Approximately 10% of people with DIPG live two years past diagnosis, and fewer than 1% survive five years or more, a statistic that has remained unchanged for decades. Research to find new therapies has stalled in the past, in part, because scientists had very little tumor tissue to analyze.

However, as Smith and Spady would learn, there is a time when tumor tissue can be collected—at the child’s death. Both mothers, now 52 years old, chose this option when their sons died. Through online discussion forums, the pair connected with other parents who were interested in exploring tissue donation for their children. The mothers also reached out to researchers at labs that focused on DIPG to help facilitate the process for those families who wanted to donate tumor tissue.

These grassroots efforts raised awareness of the value of tissue donations. Today, other brain tissue bank initiatives provide guidance and direction for parents who are faced with making the same difficult decision. Scientists have used these so-called “legacy gifts” to create DIPG cell lines to help advance understanding of a devastating disease.

Kimberlee and Ken Spady, at right, are shown with their sons, from left, Jacob, Seth and Luke, at an October 2019 event at Oklahoma State University in Stillwater, where Kimberlee and Ken met as students. Their son Caleb died from brain cancer in 2009. ​Photo courtesy of Kimberlee Spady

Shared Sorrow

In spring 2008, Spady was just starting to get into a routine after returning to work part-time. A lawyer and mother of four living in Hinton, Oklahoma, Spady had been diagnosed with stage II breast cancer in March 2007 at age 39. She had surgery to remove both breasts and several lymph nodes, followed by chemotherapy and chest radiation. In some ways, Spady was lucky. She was diagnosed with early-stage HER2-positive breast cancer just four months after Herceptin (trastuzumab) had gained U.S. Food and Drug Administration approval for treating that stage and type of breast cancer. Spady started on monthly infusions of Herceptin to help reduce the chance of her cancer returning. But then another crisis hit.

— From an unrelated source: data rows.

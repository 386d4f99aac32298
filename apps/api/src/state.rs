use std::sync::Arc;

use crate::agent_client::{AgentGateway, AttachmentStore};
use crate::pipeline::models::RunRegistry;

/// Shared application state injected into all route handlers via Axum extractors.
#[derive(Clone)]
pub struct AppState {
    /// The sole boundary to the remote agents. A trait object so tests can
    /// script the remote side.
    pub gateway: Arc<dyn AgentGateway>,
    /// Best-effort upload collaborator; failures degrade to zero attachments.
    pub attachments: Arc<dyn AttachmentStore>,
    /// In-memory run registry. Nothing persists beyond process lifetime.
    pub runs: RunRegistry,
}
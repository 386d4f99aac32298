//! The phase state machine — drives the three-stage pipeline.
//!
//! Flow per run: validate inputs → best-effort attachment upload →
//! research → documents → preparation → finished.
//!
//! Stages execute strictly in sequence because each stage's prompt embeds
//! the previous stage's normalized output. A stage failure is contained to
//! that stage: its status flips to error, the first such message is retained
//! as the run-level banner, and the next stage still runs with whatever
//! context exists. There is no retry and no early exit.

use std::sync::Arc;

use tracing::{info, warn};

use crate::agent_client::{
    artifact_files, normalize, AgentGateway, AttachmentStore, AttachmentUpload,
};
use crate::errors::AppError;
use crate::pipeline::models::{
    PhaseStatus, RunContext, RunHandle, RunRegistry, Stage, StageResult,
};
use crate::pipeline::prompts::build_stage_prompt;

/// Validates launch inputs, uploads attachments, registers the run, and
/// spawns the pipeline. Returns the handle immediately; progress is exposed
/// through the run snapshot.
pub async fn launch(
    gateway: Arc<dyn AgentGateway>,
    store: Arc<dyn AttachmentStore>,
    registry: &RunRegistry,
    organization: String,
    target_role: String,
    attachments: Vec<AttachmentUpload>,
) -> Result<Arc<RunHandle>, AppError> {
    let handle = prepare_run(store, registry, organization, target_role, attachments).await?;
    tokio::spawn(run_pipeline(gateway, handle.clone()));
    Ok(handle)
}

/// Launch steps up to (but not including) the first agent call. Split from
/// [`launch`] so tests can drive the pipeline to completion deterministically.
pub async fn prepare_run(
    store: Arc<dyn AttachmentStore>,
    registry: &RunRegistry,
    organization: String,
    target_role: String,
    attachments: Vec<AttachmentUpload>,
) -> Result<Arc<RunHandle>, AppError> {
    if organization.trim().is_empty() {
        return Err(AppError::Validation(
            "organization cannot be empty".to_string(),
        ));
    }
    if target_role.trim().is_empty() {
        return Err(AppError::Validation(
            "target_role cannot be empty".to_string(),
        ));
    }

    let asset_refs = upload_attachments(store.as_ref(), &attachments).await;

    let handle = Arc::new(RunHandle::new(RunContext {
        organization,
        target_role,
        asset_refs,
    }));
    registry.insert(handle.clone()).await;

    info!(
        run_id = %handle.id,
        organization = %handle.context.organization,
        target_role = %handle.context.target_role,
        assets = handle.context.asset_refs.len(),
        "pipeline run registered"
    );
    Ok(handle)
}

/// Uploads launch attachments through the collaborator. Best-effort: any
/// failure degrades to zero asset references and the run proceeds.
async fn upload_attachments(store: &dyn AttachmentStore, files: &[AttachmentUpload]) -> Vec<String> {
    if files.is_empty() {
        return Vec::new();
    }
    match store.upload(files).await {
        Ok(receipt) if receipt.success => receipt.asset_ids,
        Ok(_) => {
            warn!("attachment upload rejected, continuing without assets");
            Vec::new()
        }
        Err(err) => {
            warn!(error = %err, "attachment upload failed, continuing without assets");
            Vec::new()
        }
    }
}

/// Runs all three stages in order, then marks the run finished
/// unconditionally — partial results are still results.
pub async fn run_pipeline(gateway: Arc<dyn AgentGateway>, handle: Arc<RunHandle>) {
    for stage in Stage::ALL {
        run_stage(gateway.as_ref(), &handle, stage).await;
    }

    let mut state = handle.state.write().await;
    state.finished = true;
    info!(
        run_id = %handle.id,
        error = state.error.as_deref().unwrap_or(""),
        "pipeline run finished"
    );
}

async fn run_stage(gateway: &dyn AgentGateway, handle: &RunHandle, stage: Stage) {
    {
        let mut state = handle.state.write().await;
        state.phases.advance(stage, PhaseStatus::Active);
    }
    info!(run_id = %handle.id, stage = stage.title(), "stage started");

    // Snapshot prior results before the call; no lock is held across the await.
    let prompt = {
        let state = handle.state.read().await;
        build_stage_prompt(stage, &handle.context, &state.research, &state.documents)
    };

    match gateway
        .invoke(stage.role(), &prompt, &handle.context.asset_refs)
        .await
    {
        Ok(envelope) if envelope.success => {
            let result = StageResult::from(normalize(&envelope));
            let files = artifact_files(&envelope);
            let fields = result.0.len();

            let mut state = handle.state.write().await;
            state.set_result(stage, result, files);
            state.phases.advance(stage, PhaseStatus::Completed);
            info!(
                run_id = %handle.id,
                stage = stage.title(),
                fields,
                "stage completed"
            );
        }
        Ok(envelope) => {
            let message = envelope
                .error
                .unwrap_or_else(|| stage.failure_message());
            warn!(run_id = %handle.id, stage = stage.title(), %message, "stage failed");

            let mut state = handle.state.write().await;
            state.phases.advance(stage, PhaseStatus::Error);
            state.record_error(message);
        }
        Err(err) => {
            warn!(
                run_id = %handle.id,
                stage = stage.title(),
                error = %err,
                "stage call faulted"
            );

            let mut state = handle.state.write().await;
            state.phases.advance(stage, PhaseStatus::Error);
            state.record_error(stage.fault_message());
        }
    }
}

#[cfg(test)]
mod tests {
    use super::*;
    use crate::agent_client::testing::{ScriptedAgent, ScriptedReply, ScriptedUpload};
    use crate::agent_client::AgentRole;
    use crate::pipeline::deliverables;
    use serde_json::json;

    fn attachment() -> AttachmentUpload {
        AttachmentUpload {
            file_name: "resume.pdf".to_string(),
            content: "resume body".to_string(),
        }
    }

    async fn run_to_completion(
        agent: Arc<ScriptedAgent>,
        attachments: Vec<AttachmentUpload>,
    ) -> Arc<RunHandle> {
        let registry = RunRegistry::default();
        let handle = prepare_run(
            agent.clone(),
            &registry,
            "stripe.com".to_string(),
            "Senior Product Manager".to_string(),
            attachments,
        )
        .await
        .unwrap();
        run_pipeline(agent, handle.clone()).await;
        handle
    }

    #[tokio::test]
    async fn test_blank_target_role_rejected_before_any_remote_call() {
        let agent = Arc::new(ScriptedAgent::default());
        let registry = RunRegistry::default();

        let result = prepare_run(
            agent.clone(),
            &registry,
            "stripe.com".to_string(),
            "   ".to_string(),
            vec![attachment()],
        )
        .await;

        assert!(matches!(result, Err(AppError::Validation(_))));
        assert_eq!(agent.call_count(), 0);
        assert_eq!(*agent.uploads.lock().unwrap(), 0);
    }

    #[tokio::test]
    async fn test_blank_organization_rejected() {
        let agent = Arc::new(ScriptedAgent::default());
        let registry = RunRegistry::default();

        let result = prepare_run(
            agent.clone(),
            &registry,
            "".to_string(),
            "Senior Product Manager".to_string(),
            vec![],
        )
        .await;

        assert!(matches!(result, Err(AppError::Validation(_))));
    }

    #[tokio::test]
    async fn test_failed_stage_never_blocks_later_stages() {
        let agent = Arc::new(ScriptedAgent::default());
        agent.script(
            AgentRole::Research,
            ScriptedReply::Failure(Some("research agent unavailable")),
        );
        agent.script(
            AgentRole::Documents,
            ScriptedReply::Success(json!({ "cover_letter": "Dear team" })),
        );
        agent.script(
            AgentRole::Preparation,
            ScriptedReply::Success(json!({ "question_bank": "1. Why us?" })),
        );

        let handle = run_to_completion(agent.clone(), vec![]).await;
        let state = handle.state.read().await;

        assert_eq!(state.phases.research, PhaseStatus::Error);
        assert_eq!(state.phases.documents, PhaseStatus::Completed);
        assert_eq!(state.phases.preparation, PhaseStatus::Completed);
        assert_eq!(state.error.as_deref(), Some("research agent unavailable"));
        assert!(state.finished);
        assert_eq!(agent.call_count(), 3);
    }

    #[tokio::test]
    async fn test_first_stage_error_message_is_retained() {
        let agent = Arc::new(ScriptedAgent::default());
        agent.script(AgentRole::Research, ScriptedReply::Failure(None));
        agent.script(
            AgentRole::Documents,
            ScriptedReply::Failure(Some("documents agent unavailable")),
        );

        let handle = run_to_completion(agent, vec![]).await;
        let state = handle.state.read().await;

        assert_eq!(state.error.as_deref(), Some("Research phase failed"));
        assert_eq!(state.phases.documents, PhaseStatus::Error);
        assert_eq!(state.phases.preparation, PhaseStatus::Completed);
    }

    #[tokio::test]
    async fn test_transport_fault_is_contained_to_its_stage() {
        let agent = Arc::new(ScriptedAgent::default());
        agent.script(AgentRole::Documents, ScriptedReply::Fault);

        let handle = run_to_completion(agent, vec![]).await;
        let state = handle.state.read().await;

        assert_eq!(state.phases.research, PhaseStatus::Completed);
        assert_eq!(state.phases.documents, PhaseStatus::Error);
        assert_eq!(state.phases.preparation, PhaseStatus::Completed);
        assert_eq!(
            state.error.as_deref(),
            Some("Documents phase encountered an error")
        );
        assert!(state.finished);
    }

    #[tokio::test]
    async fn test_stage_output_feeds_next_stage_prompt() {
        let agent = Arc::new(ScriptedAgent::default());
        agent.script(
            AgentRole::Research,
            ScriptedReply::Success(json!({ "executive_dossier": "Stripe is a fintech" })),
        );
        agent.script(
            AgentRole::Documents,
            ScriptedReply::Success(json!({ "cover_letter": "Dear team" })),
        );

        let handle = run_to_completion(agent.clone(), vec![]).await;
        drop(handle);

        let documents_prompt = &agent.prompts_for(AgentRole::Documents)[0];
        assert!(documents_prompt.contains("Stripe is a fintech"));

        let preparation_prompt = &agent.prompts_for(AgentRole::Preparation)[0];
        assert!(preparation_prompt.contains("Stripe is a fintech"));
        assert!(preparation_prompt.contains("Dear team"));
    }

    #[tokio::test]
    async fn test_failed_stage_feeds_empty_context_forward() {
        let agent = Arc::new(ScriptedAgent::default());
        agent.script(AgentRole::Research, ScriptedReply::Fault);

        let handle = run_to_completion(agent.clone(), vec![]).await;
        drop(handle);

        let documents_prompt = &agent.prompts_for(AgentRole::Documents)[0];
        assert!(documents_prompt.starts_with("Using the following research context: \n\n"));
    }

    #[tokio::test]
    async fn test_uploaded_assets_reused_across_all_stages() {
        let agent = Arc::new(ScriptedAgent::default());
        agent.script_upload(ScriptedUpload::Receipt {
            success: true,
            asset_ids: vec!["asset-1".to_string()],
        });

        let handle = run_to_completion(agent.clone(), vec![attachment()]).await;
        assert_eq!(handle.context.asset_refs, vec!["asset-1".to_string()]);

        let calls = agent.calls.lock().unwrap();
        assert_eq!(calls.len(), 3);
        for call in calls.iter() {
            assert_eq!(call.asset_refs, vec!["asset-1".to_string()]);
        }
    }

    #[tokio::test]
    async fn test_upload_failure_degrades_to_zero_assets() {
        let agent = Arc::new(ScriptedAgent::default());
        agent.script_upload(ScriptedUpload::Fault);

        let handle = run_to_completion(agent.clone(), vec![attachment()]).await;
        let state = handle.state.read().await;

        assert!(handle.context.asset_refs.is_empty());
        // Upload failure is not a pipeline error
        assert!(state.error.is_none());
        assert_eq!(state.phases.research, PhaseStatus::Completed);
    }

    #[tokio::test]
    async fn test_rejected_upload_receipt_degrades_to_zero_assets() {
        let agent = Arc::new(ScriptedAgent::default());
        agent.script_upload(ScriptedUpload::Receipt {
            success: false,
            asset_ids: vec!["ignored".to_string()],
        });

        let handle = run_to_completion(agent, vec![attachment()]).await;
        assert!(handle.context.asset_refs.is_empty());
    }

    #[tokio::test]
    async fn test_no_upload_call_without_attachments() {
        let agent = Arc::new(ScriptedAgent::default());
        run_to_completion(agent.clone(), vec![]).await;
        assert_eq!(*agent.uploads.lock().unwrap(), 0);
    }

    #[tokio::test]
    async fn test_deliverable_count_matches_non_empty_content_fields() {
        let agent = Arc::new(ScriptedAgent::default());
        agent.script(
            AgentRole::Research,
            ScriptedReply::Success(json!({
                "executive_dossier": "# Dossier",
                "competitive_brief": "# Brief",
                "summary": "research done"
            })),
        );
        agent.script(
            AgentRole::Documents,
            ScriptedReply::Success(json!({
                "optimized_resume": "# Resume",
                "cover_letter": "",
                "summary": "documents done"
            })),
        );
        agent.script(
            AgentRole::Preparation,
            ScriptedReply::Success(json!({ "tactical_plan": "# Plan" })),
        );

        let handle = run_to_completion(agent, vec![]).await;
        let state = handle.state.read().await;

        let deliverables = deliverables::collect(&state);
        assert_eq!(deliverables.len(), 4);
        assert!(state.error.is_none());
    }

    #[tokio::test]
    async fn test_string_encoded_result_still_completes_stage() {
        let agent = Arc::new(ScriptedAgent::default());
        agent.script(
            AgentRole::Research,
            ScriptedReply::Success(json!(
                "{\"executive_dossier\": \"decoded from string\"}"
            )),
        );

        let handle = run_to_completion(agent, vec![]).await;
        let state = handle.state.read().await;

        assert_eq!(state.phases.research, PhaseStatus::Completed);
        assert_eq!(
            state.research.text_field("executive_dossier"),
            Some("decoded from string")
        );
    }
}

On April 3, 2008, Spady’s husband, Ken, took their 10-year-old son, Caleb, to the ophthalmologist. On the baseball field a few days earlier, Caleb had been frustrated because he was missing routine plays. “He finally said to Ken, ‘I’m seeing two balls. I don’t know which one to catch,’” Spady says.

The next day, the ophthalmologist sent Caleb for an MRI, which revealed a mass at the base of his brain. Caleb’s double vision, a common DIPG symptom, was likely caused by the tumor’s growth in the brain stem, which puts pressure on nerves that control eye and face muscles.

In the wake of her son’s diagnosis, Spady meticulously researched the condition. “I can remember telling my friends that Google is finally going to answer the question, ‘How to cure Caleb Spady?’ before this all ends,” she says. Yet in every article she read, the news was grim: DIPG is fatal and has no promising treatments.

Despair gave way to a single ray of hope when Spady came across a CaringBridge website page that was set up by a family on a remarkably similar journey. In October 2007, another boy had been diagnosed with DIPG. That diagnosis came less than a week after his mother, Sandy Smith, learned she had triple-negative breast cancer. Spady reached out right away.

On that spring day in 2008, Smith read Spady’s message in Bethesda, Maryland, where her 6-year-old son, Andrew, was taking part in a brain imaging study at the National Institutes of Health (NIH)—the same study Caleb was scheduled to participate in later that month. At the time, Smith, who lives in DeWitt, Michigan, was about to start radiation treatment after having a lumpectomy and completing chemotherapy. The two mothers got to know each other quickly through emails, phone chats and moderating an online discussion group that provided support for parents whose children had DIPG. That summer, the women attended a pediatric brain cancer conference together in Chicago. “We even shared a room,” Smith says. “I can’t believe I did that now, because we had never met.”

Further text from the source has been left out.